This study reported a twin incidence rate of 1 in 28.4 deliveries conducted at the labor ward complex of the LUTH over the 5-year review period. This figure was higher than the reported rates of 1 in 34.6 and 1 in 38.5 deliveries in previous studies carried out in Lagos [9] and Uyo,[2] respectively, but almost similar to the incidence of 1 in 30.8 deliveries obtained in a study done in Abuja, North-central Nigeria.[10] The incidence obtained from our study is, however, considerably higher than that obtained from studies carried out in the United States and United Kingdom (1 in 45.5 deliveries).[1],[5] This further indicated that the incidence of twin pregnancies may still be highest in this part of the world. The low number of twin deliveries reported in the year 2013 and 2014 in the study was probably as a result of the incessant strike actions which were prevalent in most government hospitals during the period in question.

The mean age of 35.4 ± 1.7 years reported in this study may be in support of the theory that the rate of natural twinning peaks at around age 37 years, when maximal FSH stimulation increases the rate of multiple follicles developing.[11] The fall in incidence from age 40 years and above as we have reported may, therefore, reflect the physiological follicular depletion that is known to be associated with aging.[11] Increasing parity has been shown to increase the incidence of twinning in all populations studied,[5] and this was corroborated by the findings from our study where the proportion of twin pregnancies increases progressively with increasing parity and then decreases after four children. The study also showed that half of the women reviewed belonged to the Yoruba ethnic group and this may be attributable to the fact that the study just like a previous regional study [12] was done in Lagos which is located in the Southwestern part of Nigeria that comprises predominantly of the Yoruba ethnic group. The relatively high level of education seen among the women in this study (50.4% with at least tertiary level of education) probably confirmed that education plays an important role in the health-seeking behavior of the public [12],[13] or it may just be a pointer to the urban nature of the research setting. A major proportion (74.3%) of the women in this study was booked. This can be attributed to the study location where expectedly most of the women are educated and better enlightened and are more likely to embrace institutional care and deliveries.[14]

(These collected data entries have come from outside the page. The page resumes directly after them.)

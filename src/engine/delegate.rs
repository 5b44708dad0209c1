//! Navigation-event sinks

use tokio::sync::mpsc::UnboundedSender;

use crate::session::TabId;

/// Whether an engine may proceed with a navigation
#[derive(Debug, Clone, Copy, PartialEq, Eq)]
pub enum NavigationPolicy {
    Allow,
    Cancel,
}

/// Schemes an engine is allowed to navigate to
const ALLOWED_SCHEMES: &[&str] = &["http", "https", "about", "data", "blob", "file"];

/// Lifecycle callbacks of one engine
pub trait NavigationDelegate: Send + Sync {
    fn on_navigation_start(&self, url: &str);
    fn on_progress(&self, progress: f64);
    fn on_finish(&self, url: &str);
    fn on_fail(&self, url: Option<&str>, error: &str);
    fn on_decide_policy(&self, url: &str) -> NavigationPolicy;
}

/// Engine callback, tagged with the tab it came from
#[derive(Debug, Clone, PartialEq)]
pub enum EngineEvent {
    Started {
        tab_id: TabId,
        url: String,
    },
    Progress {
        tab_id: TabId,
        progress: f64,
    },
    Finished {
        tab_id: TabId,
        url: String,
    },
    Failed {
        tab_id: TabId,
        url: Option<String>,
        error: String,
    },
}

impl EngineEvent {
    pub fn tab_id(&self) -> TabId {
        match self {
            Self::Started { tab_id, .. }
            | Self::Progress { tab_id, .. }
            | Self::Finished { tab_id, .. }
            | Self::Failed { tab_id, .. } => *tab_id,
        }
    }
}

/// Sink paired 1:1 with an engine; forwards its callbacks to the router
#[derive(Debug)]
pub struct TabNavigationSink {
    tab_id: TabId,
    events: UnboundedSender<EngineEvent>,
}

impl TabNavigationSink {
    pub fn new(tab_id: TabId, events: UnboundedSender<EngineEvent>) -> Self {
        Self { tab_id, events }
    }

    pub fn tab_id(&self) -> TabId {
        self.tab_id
    }

    fn send(&self, event: EngineEvent) {
        // The router may already be gone during shutdown
        if self.events.send(event).is_err() {
            log::debug!("Dropping engine event for tab {}: router closed", self.tab_id);
        }
    }
}

impl NavigationDelegate for TabNavigationSink {
    fn on_navigation_start(&self, url: &str) {
        self.send(EngineEvent::Started {
            tab_id: self.tab_id,
            url: url.to_string(),
        });
    }

    fn on_progress(&self, progress: f64) {
        self.send(EngineEvent::Progress {
            tab_id: self.tab_id,
            progress: progress.clamp(0.0, 1.0),
        });
    }

    fn on_finish(&self, url: &str) {
        self.send(EngineEvent::Finished {
            tab_id: self.tab_id,
            url: url.to_string(),
        });
    }

    fn on_fail(&self, url: Option<&str>, error: &str) {
        self.send(EngineEvent::Failed {
            tab_id: self.tab_id,
            url: url.map(str::to_string),
            error: error.to_string(),
        });
    }

    fn on_decide_policy(&self, url: &str) -> NavigationPolicy {
        match url::Url::parse(url) {
            Ok(parsed) if ALLOWED_SCHEMES.contains(&parsed.scheme()) => NavigationPolicy::Allow,
            Ok(parsed) => {
                log::info!(
                    "Tab {}: cancelled navigation to {} scheme",
                    self.tab_id,
                    parsed.scheme()
                );
                NavigationPolicy::Cancel
            }
            Err(e) => {
                log::warn!(
                    "Tab {}: cancelled navigation to unparseable {:?}: {}",
                    self.tab_id,
                    url,
                    e
                );
                NavigationPolicy::Cancel
            }
        }
    }
}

Cesarean delivery rate for twin pregnancies has been generally documented to be 2–3 times higher than that for singleton pregnancy.[15] This was reflected in our study where cesarean section was the mode of delivery in 70% of the cases reviewed. However, comparatively the rate we reported was higher than that obtained from Uyo and Abuja where the rates were 51.9%[2] and 27.3%,[10] respectively, thus probably showing that our thresholds for cesarean deliveries for twin pregnancies may be lower in LUTH than that of the other tertiary institutions where these studies were carried out in the country.

Spontaneous preterm delivery is an ever-present risk in any twin pregnancy with about half of all twins delivered preterm.[1],[16] Over half (53.5%) of the cases reported in our review delivered before term and this is considerably higher than the 35.4% and 39.7% rates reported in Uyo [2] and Abuja,[10] respectively. The mean gestational age of delivery (34.7 ± 0.6 weeks) reported in our study is, however, lower than the average gestational age of 37.4 weeks reported in another study in our center.[9] About 59% infants delivered during the period under review were of low birth weight (<2.5 kg) with a mean birth weight of 2.05 ± 0.4 kg, and this was lower than the expected average birth weight of 2.5–3.5 kg. This finding may be as a result of the high number of women (53.5%) who delivered their pregnancies preterm in the study.

The stillbirth rate is higher for multiple births compared to singletons.[17] The stillbirth rate in our study was 24 per 1000 total births, and this was almost similar to the national figure reported in the 2013 Nigeria Demographic and Health Survey (NDHS),[18] but double the rate of 12 per 1000 total births reported in the United Kingdom.[16] This disparity is likely due to the more sophisticated and easily accessible facilities in the more advanced societies such the United Kingdom compared to our society where health-care delivery is still largely unavailable and unaffordable. We also recorded a maternal mortality ratio of 1114 per 100,000 live births in this study which is almost a 2-folds increase from the national figure of 576 per 100,000 live births quoted in the most recent NDHS,[18] and this finding was likely due to the predominantly high-risk nature of twin pregnancies and deliveries. This study was, however, hospital based, thus limiting the generalizability of the reported findings to the entire population.

  Conclusion Top

The rate of twin deliveries and its attendant high perinatal and maternal mortality still remain relatively high in our environment. Cesarean section is the mode of delivery for most twin pregnancies. We, therefore, advocate for a widespread public enlightenment on the increased risks associated with twin pregnancies and deliveries and the need for women to register early and receive care in specialized obstetric units with well-equipped neonatal intensive care facilities.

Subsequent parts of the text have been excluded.